It is important to note that the included file is previously parsed by the PHP interpreter, so you can do things such as

if ( ! @include() ) { echo 'the user edited file has a syntax error, default restored.') }

AlberT
There are actually two circumstances in which include returns false: (1) The include fails or (2) The included file has a return statement in the global scope, which returns a false value. For example, the code you provided would result in a false positive, if the included file consisted of "<?php return false; ?>"
Frank Farmer
You are right and I know it. It is not a false positive, it has to be considered as a feature, not a bug. The included script can deliberately return FALSE just to make its including script know that something was wrong, not being necessary to have a syntax error.
AlberT
A: 

What include does is it pastes one file into another.

Say you have a.php:

Hello,

And b.php:

world!

Then c.php:

<?php include "a.php"; include "b.php"; ?>

Will become:

Hello, world!

When parsed by PHP. PHP does some magic stuff, but this is the basic effect.
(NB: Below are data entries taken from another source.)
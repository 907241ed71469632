#![forbid(unsafe_code)]

//! Deterministic session recording and replay.
//!
//! [`SessionRecorder`] drives a [`Page`] over a [`MemoryDom`] and records
//! every input (events, value edits, time steps) together with a checksum of
//! the document after it. [`replay`] runs the same inputs through a fresh
//! page and reports any checksum that differs.
//!
//! Traces are JSONL, one record per line:
//!
//! ```text
//! {"kind":"header","schema":"classroom-ui-trace-v1"}
//! {"kind":"init","checksum":1234}
//! {"kind":"set_value","target":7,"value":"Ada","checksum":5678}
//! {"kind":"event","ts_us":0,"event":{"type":"submit","target":4},"checksum":91011}
//! {"kind":"advance","ts_us":5000000,"fired":1,"checksum":121314}
//! {"kind":"summary","records":5,"final_checksum":121314}
//! ```
//!
//! Given the same initial document and config, replay must reproduce every
//! checksum: time only moves through recorded `advance` records and events
//! are applied in recorded order.

use core::time::Duration;

use serde::{Deserialize, Serialize};

use crate::config::UiConfig;
use crate::dispatch::DispatchOutcome;
use crate::dom::{MemoryDom, NodeId};
use crate::error::UiError;
use crate::event::UiEvent;
use crate::page::Page;

/// Schema version for session traces.
pub const SCHEMA_VERSION: &str = "classroom-ui-trace-v1";

#[derive(Debug, Clone, PartialEq, Eq, Serialize, Deserialize)]
#[serde(tag = "kind", rename_all = "snake_case")]
pub enum TraceRecord {
    /// Must be first.
    Header { schema: String },
    Init { checksum: u64 },
    /// The user edited a control's value.
    SetValue {
        target: NodeId,
        value: String,
        checksum: u64,
    },
    Event {
        ts_us: u64,
        event: UiEvent,
        checksum: u64,
    },
    /// Clock moved to `ts_us`; `fired` timers ran.
    Advance { ts_us: u64, fired: u64, checksum: u64 },
    /// Must be last.
    Summary { records: u64, final_checksum: u64 },
}

impl TraceRecord {
    /// Checksum recorded after this step, if the record carries one.
    #[must_use]
    pub const fn checksum(&self) -> Option<u64> {
        match self {
            Self::Init { checksum }
            | Self::SetValue { checksum, .. }
            | Self::Event { checksum, .. }
            | Self::Advance { checksum, .. } => Some(*checksum),
            Self::Summary { final_checksum, .. } => Some(*final_checksum),
            Self::Header { .. } => None,
        }
    }
}

#[derive(Debug, Clone, Default, PartialEq, Eq)]
pub struct SessionTrace {
    pub records: Vec<TraceRecord>,
}

impl SessionTrace {
    pub fn to_jsonl(&self) -> Result<String, UiError> {
        let mut out = String::new();
        for record in &self.records {
            let line = serde_json::to_string(record).map_err(|e| UiError::Trace(e.to_string()))?;
            out.push_str(&line);
            out.push('\n');
        }
        Ok(out)
    }

    /// Parse and validate a JSONL trace.
    pub fn from_jsonl(input: &str) -> Result<Self, UiError> {
        let mut records = Vec::new();
        for (idx, line) in input.lines().enumerate() {
            if line.trim().is_empty() {
                continue;
            }
            let record: TraceRecord = serde_json::from_str(line)
                .map_err(|e| UiError::Trace(format!("line {}: {e}", idx + 1)))?;
            records.push(record);
        }
        let trace = Self { records };
        trace.validate()?;
        Ok(trace)
    }

    /// Check header/summary placement and schema version.
    pub fn validate(&self) -> Result<(), UiError> {
        match self.records.first() {
            Some(TraceRecord::Header { schema }) if schema == SCHEMA_VERSION => {}
            Some(TraceRecord::Header { schema }) => {
                return Err(UiError::Trace(format!("unsupported schema {schema}")));
            }
            _ => return Err(UiError::Trace("missing header".into())),
        }
        let Some(TraceRecord::Summary { records, .. }) = self.records.last() else {
            return Err(UiError::Trace("missing summary".into()));
        };
        let body = (self.records.len() as u64).saturating_sub(2);
        if *records != body {
            return Err(UiError::Trace(format!(
                "summary counts {records} records, trace has {body}"
            )));
        }
        Ok(())
    }
}

/// Records a session while driving a [`Page`].
pub struct SessionRecorder {
    page: Page<MemoryDom>,
    records: Vec<TraceRecord>,
}

impl SessionRecorder {
    #[must_use]
    pub fn new(dom: MemoryDom, config: UiConfig) -> Self {
        Self {
            page: Page::new(dom, config),
            records: vec![TraceRecord::Header {
                schema: SCHEMA_VERSION.to_owned(),
            }],
        }
    }

    pub fn init(&mut self) -> bool {
        let first = self.page.init();
        self.records.push(TraceRecord::Init {
            checksum: self.checksum(),
        });
        first
    }

    pub fn set_value(&mut self, target: NodeId, value: &str) {
        self.page.dom_mut().set_value(target, value);
        self.records.push(TraceRecord::SetValue {
            target,
            value: value.to_owned(),
            checksum: self.checksum(),
        });
    }

    pub fn dispatch(&mut self, event: UiEvent) -> DispatchOutcome {
        let outcome = self.page.dispatch(&event);
        self.records.push(TraceRecord::Event {
            ts_us: micros(self.page.now()),
            event,
            checksum: self.checksum(),
        });
        outcome
    }

    pub fn advance_time(&mut self, dt: Duration) -> usize {
        let fired = self.page.advance_time(dt);
        self.records.push(TraceRecord::Advance {
            ts_us: micros(self.page.now()),
            fired: fired as u64,
            checksum: self.checksum(),
        });
        fired
    }

    #[must_use]
    pub const fn page(&self) -> &Page<MemoryDom> {
        &self.page
    }

    /// Close the trace with a summary record.
    #[must_use]
    pub fn finish(mut self) -> SessionTrace {
        let records = (self.records.len() as u64).saturating_sub(1);
        let final_checksum = self.checksum();
        self.records.push(TraceRecord::Summary {
            records,
            final_checksum,
        });
        SessionTrace {
            records: self.records,
        }
    }

    fn checksum(&self) -> u64 {
        self.page.dom().checksum()
    }
}

#[derive(Debug, Clone, Copy, PartialEq, Eq)]
pub struct ReplayMismatch {
    pub record: usize,
    pub expected: u64,
    pub actual: u64,
}

#[derive(Debug, Clone, Default, PartialEq, Eq)]
pub struct ReplayResult {
    pub checked: usize,
    pub mismatches: Vec<ReplayMismatch>,
}

impl ReplayResult {
    #[must_use]
    pub fn ok(&self) -> bool {
        self.mismatches.is_empty()
    }
}

/// Replay `trace` against a fresh page built from `dom` and `config`.
pub fn replay(
    dom: MemoryDom,
    config: UiConfig,
    trace: &SessionTrace,
) -> Result<ReplayResult, UiError> {
    trace.validate()?;
    let mut page = Page::new(dom, config);
    let mut result = ReplayResult::default();

    for (idx, record) in trace.records.iter().enumerate() {
        match record {
            TraceRecord::Header { .. } => continue,
            TraceRecord::Init { .. } => {
                page.init();
            }
            TraceRecord::SetValue { target, value, .. } => {
                page.dom_mut().set_value(*target, value);
            }
            TraceRecord::Event { event, .. } => {
                page.dispatch(event);
            }
            TraceRecord::Advance { ts_us, .. } => {
                page.set_time(Duration::from_micros(*ts_us));
            }
            TraceRecord::Summary { .. } => {}
        }
        if let Some(expected) = record.checksum() {
            result.checked += 1;
            let actual = page.dom().checksum();
            if actual != expected {
                tracing::warn!(record = idx, expected, actual, "replay checksum mismatch");
                result.mismatches.push(ReplayMismatch {
                    record: idx,
                    expected,
                    actual,
                });
            }
        }
    }
    Ok(result)
}

fn micros(d: Duration) -> u64 {
    u64::try_from(d.as_micros()).unwrap_or(u64::MAX)
}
If you need to use a file from another directory (like "hello/world.php"), you have to use that full relative path, not just the file name.

Lucas Jones
OK so if include many documents into one it will appear as one. but what is the restriction of including more than one document. what im traying to ask is what does "the included file is previously parsed by the PHP interpreter"mean exactly. does it mean i cant cary variables from one document to the included document.for example index.php includes var.php which contains the database conection variables(like username host and password). index.php also includes connect.php which opens the database conection. index php also has a mysql statment to pull data from the database and display .
Joey
You *can* carry variables, etc. between documents - another answer comments that new code inherits the variable scope of the old one, that means that they act like they're the same document.
Lucas Jones
+2  A: 

From the PHP manual:

Files are included based on the file path given or, if none is given, the include_path specified. The include() construct will emit a warning if it cannot find a file; this is different behavior from require(), which will emit a fatal error.

If a path is defined (full or relative), the include_path will be ignored altogether. For example, if a filename begins with ../, the parser will look in the parent directory to find the requested file.

So if you dont want to worry about specifying the relative paths set your include path to /root/include. You can then just use

include("filename");

in any file. I'd also suggest looking at the function require() as it throws a fatal error if it cannot open the file.